Per il Consiglio di Stato il sistema di tracciamento SwissCovid è stato "uno strumento interessante" e almeno inizialmente "utile nell’identificare contatti a rischio di un caso positivo". "La sua utilità è andata inizialmente scemando rapidamente nel corso della pandemia e con la comparsa della variante Omicron, che ha causato da dicembre scorso centinaia di nuovi casi giornalieri nel cantone, si è dimostrata pressoché inutile", si legge nella presa di posizione sulla consultazione promossa del Consiglio federale conclusasi giovedì 17 marzo.

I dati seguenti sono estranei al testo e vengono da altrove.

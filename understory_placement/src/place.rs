// Copyright 2025 the Understory Authors
// SPDX-License-Identifier: Apache-2.0 OR MIT

//! Side selection and coordinate computation for the helper.

use kurbo::{Point, Rect, Size};

use crate::geometry::clamp_axis;
use crate::types::{Align, Side, SidePreference};

/// Distances the placement keeps from the mask and from the viewport edges.
#[derive(Copy, Clone, Debug, PartialEq)]
pub struct PlacementParams {
    /// Gap between the mask edge and the helper.
    pub mask_helper_distance: f64,
    /// Minimum gap between the helper and any viewport edge.
    pub screen_helper_distance: f64,
}

impl Default for PlacementParams {
    fn default() -> Self {
        Self {
            mask_helper_distance: 10.0,
            screen_helper_distance: 10.0,
        }
    }
}

/// Whether the helper fits against each side of the mask.
///
/// A side fits when the space between the mask edge and the matching viewport
/// edge is at least the helper's extent on that axis plus the mask distance.
#[derive(Copy, Clone, Debug, Default, PartialEq, Eq)]
pub struct Fit {
    /// Room to the left of the mask.
    pub left: bool,
    /// Room to the right of the mask.
    pub right: bool,
    /// Room above the mask.
    pub top: bool,
    /// Room below the mask.
    pub bottom: bool,
}

impl Fit {
    /// Compute fit flags for all four sides.
    pub fn compute(mask: Rect, helper: Size, viewport: Size, mask_helper_distance: f64) -> Self {
        let needed_x = helper.width + mask_helper_distance;
        let needed_y = helper.height + mask_helper_distance;
        Self {
            left: mask.x0 >= needed_x,
            right: viewport.width - mask.x1 >= needed_x,
            top: mask.y0 >= needed_y,
            bottom: viewport.height - mask.y1 >= needed_y,
        }
    }

    /// Look up the flag for `side`.
    pub const fn get(&self, side: Side) -> bool {
        match side {
            Side::Left => self.left,
            Side::Right => self.right,
            Side::Top => self.top,
            Side::Bottom => self.bottom,
        }
    }
}

/// The result of [`place`].
#[derive(Copy, Clone, Debug, PartialEq)]
pub struct Placement {
    /// The side the helper ended up on.
    pub side: Side,
    /// The cross-axis alignment that was applied.
    pub align: Align,
    /// Top-left corner of the helper, in viewport coordinates, after clamping.
    pub origin: Point,
}

impl Placement {
    /// The helper's rectangle for a helper of the given size.
    pub fn rect(&self, helper: Size) -> Rect {
        Rect::from_origin_size(self.origin, helper)
    }
}

/// Pick the side to use given the step's preference and the fit flags.
///
/// Explicit orders take the first side that fits. A single preferred side is
/// kept when it fits, otherwise its [`Side::fallbacks`] are tried in order.
/// When nothing fits the result is [`Side::Left`]; clamping in [`place`] keeps
/// the helper on screen regardless.
pub fn choose_side(preference: SidePreference, fit: &Fit) -> Side {
    match preference {
        SidePreference::Ordered(order) => order.into_iter().find(|s| fit.get(*s)),
        SidePreference::Single(side) if fit.get(side) => Some(side),
        SidePreference::Single(side) => side.fallbacks().into_iter().find(|s| fit.get(*s)),
    }
    .unwrap_or(Side::Left)
}

/// Compute where the helper goes relative to `mask`.
///
/// This is pure: it depends only on its inputs, so hosts re-run it whenever
/// the mask, the helper's measured size, the viewport, or the step changes.
///
/// ```rust
/// use kurbo::{Point, Rect, Size};
/// use understory_placement::{Align, PlacementParams, Side, SidePreference, place};
///
/// let viewport = Size::new(1000.0, 800.0);
/// // Mask hugging the left edge: "left" cannot fit, so its first fallback wins.
/// let mask = Rect::new(0.0, 100.0, 200.0, 200.0);
/// let helper = Size::new(100.0, 50.0);
///
/// let placement = place(
///     mask,
///     helper,
///     viewport,
///     SidePreference::Single(Side::Left),
///     Align::Start,
///     PlacementParams::default(),
/// );
/// assert_eq!(placement.side, Side::Right);
/// assert_eq!(placement.origin, Point::new(210.0, 100.0));
/// ```
pub fn place(
    mask: Rect,
    helper: Size,
    viewport: Size,
    preference: SidePreference,
    align: Align,
    params: PlacementParams,
) -> Placement {
    let distance = params.mask_helper_distance;
    let fit = Fit::compute(mask, helper, viewport, distance);
    let side = choose_side(preference, &fit);

    let (mut x, mut y) = match side {
        Side::Top => (mask.x0, mask.y0 - helper.height - distance),
        Side::Bottom => (mask.x0, mask.y1 + distance),
        Side::Left => (mask.x0 - helper.width - distance, mask.y0),
        Side::Right => (mask.x1 + distance, mask.y0),
    };

    if side.is_horizontal() {
        y = match align {
            Align::Start => y,
            Align::Center => y + mask.height() / 2.0 - helper.height / 2.0,
            Align::End => y + mask.height() - helper.height,
        };
    } else {
        x = match align {
            Align::Start => x,
            Align::Center => x + mask.width() / 2.0 - helper.width / 2.0,
            Align::End => x + mask.width() - helper.width,
        };
    }

    let margin = params.screen_helper_distance;
    Placement {
        side,
        align,
        origin: Point::new(
            clamp_axis(x, helper.width, viewport.width, margin),
            clamp_axis(y, helper.height, viewport.height, margin),
        ),
    }
}
impl HeadlessHost {
    /// Create an empty document with the given viewport.
    pub fn new(viewport: Size) -> Self {
        Self {
            viewport,
            window_scroll: Vec2::ZERO,
            nodes: Vec::new(),
            next_handle: 1,
            listeners: Vec::new(),
            intersections: Vec::new(),
            watches: Vec::new(),
            events: VecDeque::new(),
            scroll_requests: Vec::new(),
            smooth_pending: Vec::new(),
            observations: Vec::new(),
            offset_writes: Vec::new(),
        }
    }

    /// Add a box tagged with `selector` under `parent`, at `rect` in page space.
    ///
    /// Child boxes are positioned in page space too; a parent only contributes its
    /// scroll offset. Matching mutation watches are notified.
    pub fn insert(&mut self, parent: Option<ElementId>, selector: &str, rect: Rect) -> ElementId {
        let id = ElementId(self.nodes.len());
        self.nodes.push(Some(Node {
            selector: selector.into(),
            parent,
            rect,
            border: 0.0,
            scroll: Vec2::ZERO,
            scroll_extent: None,
        }));
        self.notify_mutation(parent);
        self.evaluate_intersections();
        id
    }

    /// Remove a box and all of its descendants.
    ///
    /// Returns `false` if `id` was already gone.
    pub fn remove(&mut self, id: ElementId) -> bool {
        let Some(node) = self.node(id) else {
            return false;
        };
        let parent = node.parent;
        let doomed: Vec<usize> = (0..self.nodes.len())
            .filter(|&i| self.is_ancestor_or_self(id, ElementId(i)))
            .collect();
        for i in doomed {
            self.nodes[i] = None;
        }
        self.intersections.retain(|o| o.target != id);
        self.notify_mutation(parent);
        true
    }

    /// Move a box to `rect` in page space. Not a structural change.
    pub fn set_rect(&mut self, id: ElementId, rect: Rect) {
        if let Some(node) = self.node_mut(id) {
            node.rect = rect;
        }
        self.evaluate_intersections();
    }

    /// Give a box a uniform border width, which [`Document::content_size`] subtracts.
    pub fn set_border(&mut self, id: ElementId, border: f64) {
        if let Some(node) = self.node_mut(id) {
            node.border = border;
        }
    }

    /// Turn a box into a scroll container whose content measures `extent`.
    pub fn set_scroll_extent(&mut self, id: ElementId, extent: Size) {
        if let Some(node) = self.node_mut(id) {
            node.scroll_extent = Some(extent);
        }
    }

    /// Change the viewport size and fire window resize listeners.
    pub fn resize(&mut self, viewport: Size) {
        self.viewport = viewport;
        self.fire(&EventTarget::Window, EventKind::Resize);
        self.evaluate_intersections();
    }

    /// Scroll the window to `offset` as a user would, firing scroll listeners.
    pub fn scroll_window_to(&mut self, offset: Vec2) {
        let offset = Vec2::new(offset.x.max(0.0), offset.y.max(0.0));
        if offset != self.window_scroll {
            self.window_scroll = offset;
            self.fire(&EventTarget::Window, EventKind::Scroll);
            self.evaluate_intersections();
        }
    }

    /// Current window scroll offset.
    pub fn window_scroll(&self) -> Vec2 {
        self.window_scroll
    }

    /// Current scroll offset of a container.
    pub fn scroll_offset(&self, id: ElementId) -> Vec2 {
        self.node(id).map_or(Vec2::ZERO, |n| n.scroll)
    }

    /// Post a listener event for every listener registered on `(target, kind)`.
    pub fn fire(&mut self, target: &EventTarget<ElementId>, kind: EventKind) {
        let fired: Vec<ListenerId> = self
            .listeners
            .iter()
            .filter(|(_, t, k)| t == target && *k == kind)
            .map(|(id, _, _)| *id)
            .collect();
        self.events.extend(fired.into_iter().map(HostEvent::Listener));
    }

    /// Post an overlay click at `position`.
    pub fn click(&mut self, position: Point) {
        self.events
            .push_back(HostEvent::OverlayClick(PointerEvent { position }));
    }

    /// Complete every pending smooth scroll.
    ///
    /// Returns how many scrolls were completed.
    pub fn finish_scroll(&mut self) -> usize {
        let pending = mem::take(&mut self.smooth_pending);
        let count = pending.len();
        for id in pending {
            self.apply_scroll(id);
        }
        count
    }

    /// Take the next queued event.
    pub fn pop_event(&mut self) -> Option<HostEvent<ElementId>> {
        self.events.pop_front()
    }

    /// Take every queued event.
    pub fn drain_events(&mut self) -> Vec<HostEvent<ElementId>> {
        self.events.drain(..).collect()
    }

    /// Number of queued events.
    pub fn pending_events(&self) -> usize {
        self.events.len()
    }

    /// Deliver queued events to `tour` until the queue is empty.
    ///
    /// Returns how many events were delivered.
    pub fn pump<D>(&mut self, tour: &mut Tour<ElementId, D>) -> usize {
        let mut delivered = 0;
        while let Some(event) = self.events.pop_front() {
            tour.handle(self, event);
            delivered += 1;
        }
        delivered
    }

    /// Number of live listeners.
    pub fn listener_count(&self) -> usize {
        self.listeners.len()
    }

    /// Number of live listeners on `(target, kind)`.
    pub fn listeners_on(&self, target: &EventTarget<ElementId>, kind: EventKind) -> usize {
        self.listeners
            .iter()
            .filter(|(_, t, k)| t == target && *k == kind)
            .count()
    }

    /// Number of live intersection observations.
    pub fn intersection_count(&self) -> usize {
        self.intersections.len()
    }

    /// Number of live mutation watches.
    pub fn watch_count(&self) -> usize {
        self.watches.len()
    }

    /// Every scroll request received, in order.
    pub fn scroll_requests(&self) -> &[(ElementId, ScrollBehavior)] {
        &self.scroll_requests
    }

    /// Every intersection observation started: id, target, and threshold.
    pub fn observations(&self) -> &[(ObserverId, ElementId, f64)] {
        &self.observations
    }

    /// Every explicit [`Scroll::set_scroll_offset`] call, in order.
    pub fn offset_writes(&self) -> &[(ElementId, Vec2)] {
        &self.offset_writes
    }

    /// Forget recorded offset writes.
    pub fn clear_offset_writes(&mut self) {
        self.offset_writes.clear();
    }

    fn node(&self, id: ElementId) -> Option<&Node> {
        self.nodes.get(id.index()).and_then(Option::as_ref)
    }

    fn node_mut(&mut self, id: ElementId) -> Option<&mut Node> {
        self.nodes.get_mut(id.index()).and_then(Option::as_mut)
    }

    fn handle(&mut self) -> u64 {
        let handle = self.next_handle;
        self.next_handle += 1;
        handle
    }

    fn is_ancestor_or_self(&self, ancestor: ElementId, mut id: ElementId) -> bool {
        loop {
            if id == ancestor {
                return true;
            }
            match self.node(id).and_then(|n| n.parent) {
                Some(parent) => id = parent,
                None => return false,
            }
        }
    }

    fn notify_mutation(&mut self, parent: Option<ElementId>) {
        let hits: Vec<ObserverId> = self
            .watches
            .iter()
            .filter(|(_, root, options)| {
                let deep = options.contains(MutationOptions::SUBTREE);
                match (root, parent) {
                    (EventTarget::Element(root), Some(parent)) => {
                        *root == parent || (deep && self.is_ancestor_or_self(*root, parent))
                    }
                    (EventTarget::Element(_), None) => false,
                    (EventTarget::Window | EventTarget::Document, parent) => {
                        deep || parent.is_none()
                    }
                }
            })
            .map(|(id, _, _)| *id)
            .collect();
        self.events.extend(hits.into_iter().map(HostEvent::Mutation));
    }

    /// Visible ratio of `target` against the observation's root.
    fn ratio(&self, target: ElementId, init: &IntersectionInit<ElementId>) -> f64 {
        let rect = self.bounding_rect(&target);
        let root = match init.root {
            Some(root) => self.bounding_rect(&root),
            None => viewport_rect(self.viewport),
        };
        let root = outset(root, init.root_margin);
        let area = rect.area();
        if area <= 0.0 {
            return if contains_inclusive(root, rect.origin()) {
                1.0
            } else {
                0.0
            };
        }
        rect.intersect(root).area() / area
    }

    /// Fire and retire every observation whose threshold is met by a visible target.
    fn evaluate_intersections(&mut self) {
        let mut fired = Vec::new();
        let mut index = 0;
        while index < self.intersections.len() {
            let o = &self.intersections[index];
            let ratio = self.ratio(o.target, &o.init);
            if ratio > 0.0 && ratio + 1e-9 >= o.init.threshold {
                let o = self.intersections.remove(index);
                fired.push(HostEvent::Intersection {
                    observer: o.id,
                    target: o.target,
                    ratio,
                });
            } else {
                index += 1;
            }
        }
        self.events.extend(fired);
    }

    fn apply_scroll(&mut self, id: ElementId) {
        if self.node(id).is_none() {
            return;
        }
        let mut scrolled = Vec::new();

        let mut current = self.node(id).and_then(|n| n.parent);
        while let Some(container) = current {
            let Some(node) = self.node(container) else {
                break;
            };
            current = node.parent;
            let Some(extent) = node.scroll_extent else {
                continue;
            };
            let client = node.rect.size();
            let offset = node.scroll;
            let delta = nearest_delta(self.bounding_rect(&id), self.bounding_rect(&container));
            let max = Vec2::new(
                (extent.width - client.width).max(0.0),
                (extent.height - client.height).max(0.0),
            );
            let next = Vec2::new(
                (offset.x + delta.x).clamp(0.0, max.x),
                (offset.y + delta.y).clamp(0.0, max.y),
            );
            if next != offset {
                if let Some(node) = self.node_mut(container) {
                    node.scroll = next;
                }
                scrolled.push(EventTarget::Element(container));
            }
        }

        let delta = nearest_delta(self.bounding_rect(&id), viewport_rect(self.viewport));
        let next = Vec2::new(
            (self.window_scroll.x + delta.x).max(0.0),
            (self.window_scroll.y + delta.y).max(0.0),
        );
        if next != self.window_scroll {
            self.window_scroll = next;
            scrolled.push(EventTarget::Window);
        }

        for target in &scrolled {
            self.fire(target, EventKind::Scroll);
        }
        self.evaluate_intersections();
    }
}
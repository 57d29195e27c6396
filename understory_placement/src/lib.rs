// Copyright 2025 the Understory Authors
// SPDX-License-Identifier: Apache-2.0 OR MIT

//! Understory Placement: viewport-fit placement of a helper next to a highlighted region.
//!
//! Guided tours, coach marks, and popovers all need to answer the same question:
//! given a highlighted region (the *mask*) and an annotation box (the *helper*) of known
//! size, where should the helper go so that it neither covers the mask nor runs off the
//! screen?
//!
//! This crate answers it with a small, pure algorithm:
//!
//! 1. For each [`Side`], decide whether the helper fits between the mask edge and the
//!    matching viewport edge, keeping [`PlacementParams::mask_helper_distance`] of clearance
//!    ([`Fit`]).
//! 2. Pick a side from the step's [`SidePreference`]: an explicit order takes the first side
//!    that fits; a single side is kept if it fits, otherwise its fixed
//!    [`fallbacks`](Side::fallbacks) are tried. If nothing fits, [`Side::Left`] is used.
//! 3. Place the helper against that side and apply [`Align`] on the cross axis.
//! 4. Clamp both coordinates into
//!    `[screen_helper_distance, viewport - helper - screen_helper_distance]`.
//!
//! ## Minimal example
//!
//! ```rust
//! use kurbo::{Rect, Size};
//! use understory_placement::{Align, PlacementParams, Side, mask_rect, place};
//!
//! // A 100x40 target, highlighted with 5px of padding.
//! let mask = mask_rect(Rect::new(300.0, 200.0, 400.0, 240.0), 5.0);
//! let placement = place(
//!     mask,
//!     Size::new(120.0, 60.0),
//!     Size::new(1024.0, 768.0),
//!     Side::Bottom.into(),
//!     Align::Center,
//!     PlacementParams::default(),
//! );
//!
//! assert_eq!(placement.side, Side::Bottom);
//! assert_eq!(placement.side.as_str(), "bottom");
//! // Centered under the mask, 10px below its bottom edge.
//! assert_eq!(placement.origin.x, 290.0);
//! assert_eq!(placement.origin.y, 255.0);
//! ```
//!
//! All geometry is expressed with [`kurbo`] types in viewport coordinates
//! (origin at the top-left corner of the visible area).
//!
//! ## Features
//!
//! - `std` (default): enables `std` support for `kurbo`.
//! - `libm`: `no_std` builds relying on `libm` for floating-point math.
//! - `serde`: derives `Serialize`/`Deserialize` for [`Side`], [`Align`], and
//!   [`SidePreference`] using lower-case names.
//!
//! This crate is `no_std` and uses `alloc`.

#![no_std]

extern crate alloc;

mod geometry;
mod place;
mod types;

pub use geometry::{contains_inclusive, mask_rect, viewport_rect};
pub use place::{Fit, Placement, PlacementParams, choose_side, place};
pub use types::{Align, Side, SidePreference};
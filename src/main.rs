use std::path::PathBuf;

use clap::{Parser, Subcommand};
use folio::engine::Stage;
use tracing_subscriber::EnvFilter;

mod commands;

/// Environment variable holding a `tracing` filter directive.
const LOG_ENV: &str = "FOLIO_LOG";

#[derive(Parser)]
struct Args {
    /// Log engine activity at debug level
    #[arg(short, long, global = true)]
    verbose: bool,

    /// The command to execute
    #[command(subcommand)]
    command: FolioCommand,
}

#[derive(Parser)]
struct InitArgs {
    /// The path to initialize the project in
    path: PathBuf,

    /// Whether to create the directory if it doesn't exist
    #[arg(short, long, default_value = "false")]
    create: bool,
}

#[derive(Parser)]
struct BuildArgs {
    /// The path to the configuration file
    #[arg(short, long, default_value = "folio.yaml")]
    config_file: Option<PathBuf>,

    /// The stage every page should reach
    #[arg(short, long, default_value = "render")]
    target: Stage,

    /// Neither read nor write the artifact cache
    #[arg(long, default_value = "false")]
    no_cache: bool,
}

#[derive(Parser)]
struct CleanArgs {
    /// The path to the configuration file
    #[arg(short, long, default_value = "folio.yaml")]
    config_file: Option<PathBuf>,

    /// Only print what would be deleted
    #[arg(short, long, default_value = "false")]
    dry_run: bool,
}

#[derive(Subcommand)]
enum FolioCommand {
    /// Initialize a new folio project
    Init(InitArgs),

    /// Build every volume of the project
    Build(BuildArgs),

    /// Delete build output and the artifact cache
    Clean(CleanArgs),
}

fn init_tracing(verbose: bool) {
    let filter = if verbose {
        EnvFilter::new("folio=debug")
    } else {
        EnvFilter::try_from_env(LOG_ENV).unwrap_or_else(|_| EnvFilter::new("folio=info"))
    };

    tracing_subscriber::fmt()
        .with_env_filter(filter)
        .with_target(false)
        .with_writer(std::io::stderr)
        .init();
}

#[tokio::main]
async fn main() -> Result<(), anyhow::Error> {
    let args = Args::parse();
    init_tracing(args.verbose);

    match args.command {
        FolioCommand::Init(args) => {
            commands::init::run(&args).await?;
        }
        FolioCommand::Build(args) => {
            commands::build::run(&args).await?;
        }
        FolioCommand::Clean(args) => {
            commands::clean::run(&args).await?;
        }
    }

    Ok(())
}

Il numero di codici richiesti negli ultimi tre mesi è infatti stato bassissimo: circa un codice ogni 500 casi positivi. "Il suo apporto nell’identificare contatti a rischio in presenza di numerosi casi e in un contesto epidemiologico che non prevede più la quarantena per i contatti stretti è pertanto nullo", si spiega. "Non sappiamo quante persone abbiano scaricato l’applicazione, ciononostante il numero estremamente ridotto di codici richiesti dimostra che le persone che hanno l’applicazione sul loro telefonino non necessariamente richiedono il codice di attivazione", si commenta. Da qui il suggerimento alle autorità federali di effettuare un’analisi critica dello strumento preventivo.